# [What is being asked]
Print exactly the lines below between the line holding "pub mod backend;" and the line holding "pub use profile::SalesProfile;", inclusive, and nothing more.

# [Exercise material]
◆ ◆ ◆ ◆ ◆ ◆ ◆

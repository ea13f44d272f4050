// Public modules
pub mod backend;
pub mod chat;
pub mod client;
pub mod dialogue;
pub mod error;
pub mod observability;
pub mod profile;
pub mod session;
pub mod types;

// Re-exports
pub use backend::GenerativeBackend;
pub use client::Gemini;
pub use dialogue::DialogueHandle;
pub use error::{Error, Result};
pub use observability::register_biometrics;
pub use profile::SalesProfile;
pub use session::{ConversationSession, SessionConfig, SessionStats};
pub use types::*;
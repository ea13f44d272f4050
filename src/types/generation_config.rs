use serde::{Deserialize, Serialize};

use crate::error::{Error, Result};

/// Sampling parameters sent with every request of a dialogue.
#[derive(Debug, Clone, Copy, Default, PartialEq, Serialize, Deserialize)]
#[serde(rename_all = "camelCase")]
pub struct GenerationConfig {
    /// Sampling temperature.
    #[serde(skip_serializing_if = "Option::is_none")]
    pub temperature: Option<f32>,

    /// Nucleus-sampling threshold.
    #[serde(skip_serializing_if = "Option::is_none")]
    pub top_p: Option<f32>,
}

impl GenerationConfig {
    /// Create a config with both parameters set.
    pub fn new(temperature: f32, top_p: f32) -> Self {
        Self {
            temperature: Some(temperature),
            top_p: Some(top_p),
        }
    }

    /// Check that every set parameter is within the range the API accepts.
    pub fn validate(&self) -> Result<()> {
        if let Some(temperature) = self.temperature
            && !(temperature.is_finite() && (0.0..=2.0).contains(&temperature))
        {
            return Err(Error::validation(
                format!("temperature must be between 0.0 and 2.0, got {temperature}"),
                Some("temperature".to_string()),
            ));
        }
        if let Some(top_p) = self.top_p
            && !(top_p.is_finite() && (0.0..=1.0).contains(&top_p))
        {
            return Err(Error::validation(
                format!("top_p must be between 0.0 and 1.0, got {top_p}"),
                Some("top_p".to_string()),
            ));
        }
        Ok(())
    }
}

#[cfg(test)]
mod tests {
    use super::*;
    use serde_json::{json, to_value};

    #[test]
    fn serializes_camel_case() {
        let config = GenerationConfig::new(0.8, 0.95);
        assert_eq!(
            to_value(config).unwrap(),
            json!({"temperature": 0.8f32, "topP": 0.95f32})
        );
        assert_eq!(to_value(GenerationConfig::default()).unwrap(), json!({}));
    }

    #[test]
    fn validate_ranges() {
        assert!(GenerationConfig::new(0.8, 0.95).validate().is_ok());
        assert!(GenerationConfig::new(2.5, 0.95).validate().is_err());
        assert!(GenerationConfig::new(0.8, 1.5).validate().is_err());
        assert!(GenerationConfig::new(f32::NAN, 0.5).validate().is_err());
        assert!(GenerationConfig::default().validate().is_ok());
    }
}
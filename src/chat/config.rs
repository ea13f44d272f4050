//! Configuration types for the chat application.
//!
//! This module provides CLI argument parsing via `arrrg` and configuration
//! structures for controlling chat behavior.

use std::time::Duration;

use arrrg_derive::CommandLine;

use crate::error::{Error, Result};
use crate::profile::SalesProfile;
use crate::types::Model;

/// Default upper bound on a single reply.
const DEFAULT_TIMEOUT_SECS: u64 = 45;

/// Command-line arguments for the salesbot-chat tool.
#[derive(CommandLine, Debug, Default, PartialEq, Eq)]
pub struct ChatArgs {
    /// Model to use for chat.
    #[arrrg(optional, "Model to use (default: gemini-3-flash-preview)", "MODEL")]
    pub model: Option<String>,

    /// YAML file describing the sales persona.
    #[arrrg(optional, "Sales profile YAML (default: built-in persona)", "FILE")]
    pub profile: Option<String>,

    /// Override the persona's sampling temperature.
    #[arrrg(optional, "Sampling temperature 0.0-2.0", "TEMP")]
    pub temperature: Option<String>,

    /// Override the persona's nucleus-sampling threshold.
    #[arrrg(optional, "Top-p 0.0-1.0", "TOP_P")]
    pub top_p: Option<String>,

    /// Per-reply timeout in seconds; 0 disables it.
    #[arrrg(optional, "Seconds to wait for a reply (default: 45, 0 = no limit)", "SECS")]
    pub timeout: Option<u64>,

    /// Alternate API base URL.
    #[arrrg(optional, "API base URL (for proxies)", "URL")]
    pub base_url: Option<String>,

    /// Disable ANSI colors and styles.
    #[arrrg(flag, "Disable ANSI colors/styles")]
    pub no_color: bool,
}

/// Configuration for a chat.
///
/// This struct holds the resolved configuration values after processing
/// command-line arguments with appropriate defaults.
#[derive(Debug, Clone)]
pub struct ChatConfig {
    /// The model to use for generating responses.
    pub model: Model,

    /// The sales persona.
    pub profile: SalesProfile,

    /// Upper bound on a single reply.
    pub timeout: Option<Duration>,

    /// Alternate API base URL.
    pub base_url: Option<String>,

    /// Whether to use ANSI colors and styles in output.
    pub use_color: bool,
}

impl ChatConfig {
    /// Creates a new ChatConfig with default values.
    ///
    /// Defaults:
    /// - Model: gemini-3-flash-preview
    /// - Profile: built-in persona
    /// - Timeout: 45 seconds
    /// - Color: enabled
    pub fn new() -> Self {
        Self {
            model: Model::default(),
            profile: SalesProfile::default(),
            timeout: Some(Duration::from_secs(DEFAULT_TIMEOUT_SECS)),
            base_url: None,
            use_color: true,
        }
    }

    /// Sets the model to use.
    pub fn with_model(mut self, model: Model) -> Self {
        self.model = model;
        self
    }

    /// Sets the persona.
    pub fn with_profile(mut self, profile: SalesProfile) -> Self {
        self.profile = profile;
        self
    }

    /// Sets the per-reply timeout.
    pub fn with_timeout(mut self, timeout: Option<Duration>) -> Self {
        self.timeout = timeout;
        self
    }

    /// Disables ANSI color output.
    pub fn without_color(mut self) -> Self {
        self.use_color = false;
        self
    }
}

impl Default for ChatConfig {
    fn default() -> Self {
        Self::new()
    }
}

impl TryFrom<ChatArgs> for ChatConfig {
    type Error = Error;

    fn try_from(args: ChatArgs) -> Result<Self> {
        let model = args
            .model
            .map(|s| s.parse::<Model>().unwrap_or(Model::Custom(s)))
            .unwrap_or_default();

        let mut profile = match args.profile {
            Some(path) => SalesProfile::from_file(path)?,
            None => SalesProfile::default(),
        };
        if let Some(temperature) = args.temperature {
            profile.temperature = parse_f32(&temperature, "temperature")?;
        }
        if let Some(top_p) = args.top_p {
            profile.top_p = parse_f32(&top_p, "top_p")?;
        }
        profile.validate()?;

        let timeout = match args.timeout {
            Some(0) => None,
            Some(secs) => Some(Duration::from_secs(secs)),
            None => Some(Duration::from_secs(DEFAULT_TIMEOUT_SECS)),
        };

        Ok(ChatConfig {
            model,
            profile,
            timeout,
            base_url: args.base_url,
            use_color: !args.no_color,
        })
    }
}

fn parse_f32(value: &str, param: &str) -> Result<f32> {
    value.trim().parse::<f32>().map_err(|_| {
        Error::validation(
            format!("expected a number, got {value:?}"),
            Some(param.to_string()),
        )
    })
}

#[cfg(test)]
mod tests {
    use super::*;
    use crate::types::KnownModel;

    #[test]
    fn default_config() {
        let config = ChatConfig::new();
        assert_eq!(config.model, Model::Known(KnownModel::Gemini3FlashPreview));
        assert_eq!(config.profile, SalesProfile::default());
        assert_eq!(config.timeout, Some(Duration::from_secs(45)));
        assert!(config.base_url.is_none());
        assert!(config.use_color);
    }

    #[test]
    fn config_from_args_defaults() {
        let config = ChatConfig::try_from(ChatArgs::default()).unwrap();
        assert_eq!(config.model, Model::default());
        assert_eq!(config.timeout, Some(Duration::from_secs(45)));
        assert!(config.use_color);
    }

    #[test]
    fn config_from_args_custom() {
        let args = ChatArgs {
            model: Some("gemini-2.5-flash".to_string()),
            temperature: Some("0.3".to_string()),
            top_p: Some("0.5".to_string()),
            timeout: Some(0),
            base_url: Some("http://localhost:8080/v1beta/".to_string()),
            no_color: true,
            ..ChatArgs::default()
        };
        let config = ChatConfig::try_from(args).unwrap();
        assert_eq!(config.model, Model::Known(KnownModel::Gemini25Flash));
        assert_eq!(config.profile.temperature, 0.3);
        assert_eq!(config.profile.top_p, 0.5);
        assert_eq!(config.timeout, None);
        assert_eq!(
            config.base_url.as_deref(),
            Some("http://localhost:8080/v1beta/")
        );
        assert!(!config.use_color);
    }

    #[test]
    fn unknown_model_is_custom() {
        let args = ChatArgs {
            model: Some("tunedModels/closer-v2".to_string()),
            ..ChatArgs::default()
        };
        let config = ChatConfig::try_from(args).unwrap();
        assert_eq!(config.model, Model::Custom("tunedModels/closer-v2".to_string()));
    }

    #[test]
    fn bad_sampling_values_are_rejected() {
        let args = ChatArgs {
            temperature: Some("hot".to_string()),
            ..ChatArgs::default()
        };
        assert!(ChatConfig::try_from(args).unwrap_err().is_validation());

        let args = ChatArgs {
            top_p: Some("1.7".to_string()),
            ..ChatArgs::default()
        };
        assert!(ChatConfig::try_from(args).unwrap_err().is_validation());
    }

    #[test]
    fn config_builder_pattern() {
        let config = ChatConfig::new()
            .with_model(Model::Known(KnownModel::Gemini25Pro))
            .with_profile(SalesProfile {
                product: "Vitamax".to_string(),
                ..SalesProfile::default()
            })
            .with_timeout(None)
            .without_color();
        assert_eq!(config.model, Model::Known(KnownModel::Gemini25Pro));
        assert_eq!(config.profile.product, "Vitamax");
        assert_eq!(config.timeout, None);
        assert!(!config.use_color);
    }
}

◆ ◆ ◆ ◆ ◆ ◆ ◆

# [Answer to this task]
pub mod backend;
pub mod chat;
pub mod client;
pub mod dialogue;
pub mod error;
pub mod observability;
pub mod profile;
pub mod session;
pub mod types;

// Re-exports
pub use backend::GenerativeBackend;
pub use client::Gemini;
pub use dialogue::DialogueHandle;
pub use error::{Error, Result};
pub use observability::register_biometrics;
pub use profile::SalesProfile;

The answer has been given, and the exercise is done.